EXERCISE BRIEF: Reproduce exactly the lines below from the one containing "or @reverse and value is a map" through the one containing "active context with", including both, and nothing else.

EXERCISE INPUT:
::::
/// Term selection (step 4 of the IRI compaction algorithm).
fn select_term(
	active_context: &ActiveContext,
	var: &str,
	value: Option<&Value>,
	reverse: bool,
	options: CompactionOptions,
) -> Result<Option<String>, Error> {
	// 4.2) If value is a map containing an @preserve entry, use the first
	// element from the value of @preserve as value.
	let value = match value {
		Some(Value::Object(object)) => match object.value("@preserve") {
			Some(preserved) => as_array(preserved).first(),
			None => value,
		},
		_ => value,
	};

	let object = match value {
		Some(Value::Object(object)) => Some(object),
		_ => None,
	};
	let kind = object.map(ObjectKind::of);
	let has_index = object.is_some_and(|o| o.has("@index"));

	// 4.3) Initialize containers to an empty array. This array will be used to
	// keep track of an ordered list of preferred container mapping for a
	// term, based on what is compatible with value.
	let mut containers: Vec<&str> = Vec::new();

	// 4.4) Initialize type/language to @language, and type/language value to
	// @null.
	let mut selection = Selection::Language;
	let mut type_language_value = "@null".to_owned();

	// 4.5) If value is a map containing an @index entry, and value is not a
	// graph object then append the values @index and @index@set to
	// containers.
	if has_index && kind != Some(ObjectKind::Graph) {
		containers.push("@index");
		containers.push("@index@set");
	}

	let mut is_empty_list = false;

	if reverse {
		// 4.6) If reverse is true, set type/language to @type, type/language
		// value to @reverse, and append @set to containers.
		selection = Selection::Type;
		type_language_value = "@reverse".to_owned();
		containers.push("@set")
	} else {
		match (object, kind) {
			// 4.7) Otherwise, if value is a list object, then set
			// type/language and type/language value to the most specific
			// values that work for all items in the list as follows:
			(Some(object), Some(ObjectKind::List)) => {
				// 4.7.1) If @index is not an entry in value, then append @list
				// to containers.
				if !has_index {
					containers.push("@list")
				}

				// 4.7.2) Initialize list to the array associated with the @list
				// entry in value.
				let list = object.value("@list").map(as_array).unwrap_or_default();
				is_empty_list = list.is_empty();

				// 4.7.3) Initialize common type and common language to null. If
				// list is empty, set common language to default language.
				let mut common_type: Option<String> = None;
				let mut common_language: Option<String> = None;
				if list.is_empty() {
					common_language = Some(default_language(active_context))
				}

				// 4.7.4) For each item in list:
				for item in list {
					// 4.7.4.1) Initialize item language to @none and item type
					// to @none.
					let mut item_language = "@none".to_owned();
					let mut item_type = "@none".to_owned();

					// 4.7.4.2) If item contains an @value entry:
					let is_value = match item {
						Value::Object(item) if item.has("@value") => {
							if let Some(lang_dir) = language_direction(item) {
								// 4.7.4.2.1) If item contains an @direction or
								// @language entry, set item language to their
								// concatenation.
								item_language = lang_dir
							} else if let Some(typ) = item.value("@type").and_then(as_str) {
								// 4.7.4.2.2) Otherwise, if item contains an @type
								// entry, set item type to its associated value.
								item_type = typ.to_owned()
							} else {
								// 4.7.4.2.3) Otherwise, set item language to
								// @null.
								item_language = "@null".to_owned()
							}

							true
						}
						// 4.7.4.3) Otherwise, set item type to @id.
						_ => {
							item_type = "@id".to_owned();
							false
						}
					};

					// 4.7.4.4) If common language is null, set common language
					// to item language.
					// 4.7.4.5) Otherwise, if item language does not equal
					// common language and item contains an @value entry, then
					// set common language to @none because list items have
					// conflicting languages.
					match &common_language {
						None => common_language = Some(item_language),
						Some(common) => {
							if *common != item_language && is_value {
								common_language = Some("@none".to_owned())
							}
						}
					}

					// 4.7.4.6) If common type is null, set common type to item
					// type.
					// 4.7.4.7) Otherwise, if item type does not equal common
					// type, then set common type to @none because list items
					// have conflicting types.
					match &common_type {
						None => common_type = Some(item_type),
						Some(common) => {
							if *common != item_type {
								common_type = Some("@none".to_owned())
							}
						}
					}

					// 4.7.4.8) If common language is @none and common type is
					// @none, then stop processing items in the list because it
					// has been detected that there is no common language or
					// type amongst the items.
					if common_language.as_deref() == Some("@none")
						&& common_type.as_deref() == Some("@none")
					{
						break;
					}
				}

				// 4.7.5) If common language is null, set common language to
				// @none.
				let common_language = common_language.unwrap_or_else(|| "@none".to_owned());

				// 4.7.6) If common type is null, set common type to @none.
				let common_type = common_type.unwrap_or_else(|| "@none".to_owned());

				// 4.7.7) If common type is not @none then set type/language to
				// @type and type/language value to common type.
				// 4.7.8) Otherwise, set type/language value to common language.
				if common_type != "@none" {
					selection = Selection::Type;
					type_language_value = common_type
				} else {
					type_language_value = common_language
				}
			}
			// 4.8) Otherwise, if value is a graph object, prefer a mapping
			// most appropriate for the particular value.
			(Some(object), Some(ObjectKind::Graph)) => {
				let has_id = object.has("@id");

				// 4.8.1) If value contains an @index entry, append the values
				// @graph@index and @graph@index@set to containers.
				if has_index {
					containers.push("@graph@index");
					containers.push("@graph@index@set");
				}

				// 4.8.2) If value contains an @id entry, append the values
				// @graph@id and @graph@id@set to containers.
				if has_id {
					containers.push("@graph@id");
					containers.push("@graph@id@set");
				}

				// 4.8.3) Append the values @graph, @graph@set, and @set to
				// containers.
				containers.push("@graph");
				containers.push("@graph@set");
				containers.push("@set");

				// 4.8.4) If value does not contain an @index entry, append the
				// values @graph@index and @graph@index@set to containers.
				if !has_index {
					containers.push("@graph@index");
					containers.push("@graph@index@set");
				}

				// 4.8.5) If the value does not contain an @id entry, append the
				// values @graph@id and @graph@id@set to containers.
				if !has_id {
					containers.push("@graph@id");
					containers.push("@graph@id@set");
				}

				// 4.8.6) Append the values @index and @index@set to
				// containers.
				containers.push("@index");
				containers.push("@index@set");

				// 4.8.7) Set type/language to @type and set type/language value
				// to @id.
				selection = Selection::Type;
				type_language_value = "@id".to_owned();
			}
			// 4.9) Otherwise:
			_ => {
				match (object, kind) {
					// 4.9.1) If value is a value object:
					(Some(object), Some(ObjectKind::Value)) => {
						match language_direction(object) {
							// 4.9.1.1) If value contains an @direction entry
							// and does not contain an @index entry, then set
							// type/language value to the concatenation of the
							// value's language and direction.
							// 4.9.1.2) Otherwise, if value contains an
							// @language entry and does not contain an @index
							// entry, then set type/language value to the value
							// of @language.
							Some(lang_dir) if !has_index => {
								type_language_value = lang_dir;
								containers.push("@language");
								containers.push("@language@set");
							}
							_ => {
								// 4.9.1.3) Otherwise, if value contains an
								// @type entry, then set type/language value to
								// its associated value and set type/language to
								// @type.
								if let Some(typ) = object.value("@type").and_then(as_str) {
									selection = Selection::Type;
									type_language_value = typ.to_owned()
								}
							}
						}
					}
					// 4.9.2) Otherwise, set type/language to @type and set
					// type/language value to @id, and append @id, @id@set,
					// @type, and @set@type, to containers.
					_ => {
						selection = Selection::Type;
						type_language_value = "@id".to_owned();
						containers.push("@id");
						containers.push("@id@set");
						containers.push("@type");
						containers.push("@set@type");
					}
				}

				// 4.9.3) Append @set to containers.
				containers.push("@set")
			}
		}
	}

	// 4.10) Append @none to containers. This represents the non-existence of a
	// container mapping, and it will be the last container mapping value to
	// be checked as it is the most generic.
	containers.push("@none");

	let is_1_1 = options.processing_mode != ProcessingMode::JsonLd1_0;

	// 4.11) If processing mode is not json-ld-1.0 and value is not a map or
	// does not contain an @index entry, append @index and @index@set to
	// containers.
	if is_1_1 && !has_index {
		containers.push("@index");
		containers.push("@index@set");
	}

	// 4.12) If processing mode is not json-ld-1.0 and value is a map
	// containing only an @value entry, append @language and @language@set to
	// containers.
	if is_1_1 && object.is_some_and(|o| o.len() == 1 && o.has("@value")) {
		containers.push("@language");
		containers.push("@language@set");
	}

	// 4.14) Initialize preferred values to an empty array. This array will
	// indicate, in order, the preferred values for a term's type mapping or
	// language mapping.
	let mut preferred_values: Vec<String> = Vec::new();

	// 4.15) If type/language value is @reverse, append @reverse to preferred
	// values.
	if type_language_value == "@reverse" {
		preferred_values.push("@reverse".to_owned())
	}

	// 4.16) If type/language value is @id or @reverse and value is a map
	// containing an @id entry:
	let id = object.and_then(|o| o.value("@id")).and_then(as_str);
	match id {
		Some(id) if type_language_value == "@id" || type_language_value == "@reverse" => {
			// 4.16.1) If the result of IRI compacting the value of the @id
			// entry in value has a term definition in the active context with
			// an IRI mapping that equals the value of the @id entry in value,
			// then append @vocab, @id, and @none, in that order, to preferred
			// values.
			let compacted = compact_iri(active_context, id, None, true, false, options)?;
			if active_context
				.get(&compacted)
				.is_some_and(|d| d.iri() == Some(id))
			{
				preferred_values.extend(["@vocab", "@id", "@none"].map(str::to_owned))
			} else {
				// 4.16.2) Otherwise, append @id, @vocab, and @none, in that
				// order, to preferred values.
				preferred_values.extend(["@id", "@vocab", "@none"].map(str::to_owned))
			}
		}
		_ => {
			// 4.17) Otherwise, append type/language value and @none, in that
			// order, to preferred values. If value is a list object with an
			// empty array as the value of @list, set type/language to @any.
			preferred_values.push(type_language_value);
			preferred_values.push("@none".to_owned());
			if is_empty_list {
				selection = Selection::Any
			}
		}
	}

	// 4.18) Append @any to preferred values.
	preferred_values.push("@any".to_owned());

	// 4.19) If preferred values contains any entry having an underscore (_),
	// append the substring of that entry from the underscore to the end of
	// the string to preferred values.
	if let Some(direction) = preferred_values
		.iter()
		.find_map(|v| v.find('_').map(|i| v[i..].to_owned()))
	{
		preferred_values.push(direction)
	}

	// 4.20) Initialize term to the result of the Term Selection algorithm,
	// passing var, containers, type/language, and preferred values.
	Ok(active_context
		.inverse()
		.select(var, &containers, selection, &preferred_values)
		.map(str::to_owned))
}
::::
COMPLETED TASK:
	// 4.16) If type/language value is @id or @reverse and value is a map
	// containing an @id entry:
	let id = object.and_then(|o| o.value("@id")).and_then(as_str);
	match id {
		Some(id) if type_language_value == "@id" || type_language_value == "@reverse" => {
			// 4.16.1) If the result of IRI compacting the value of the @id
			// entry in value has a term definition in the active context with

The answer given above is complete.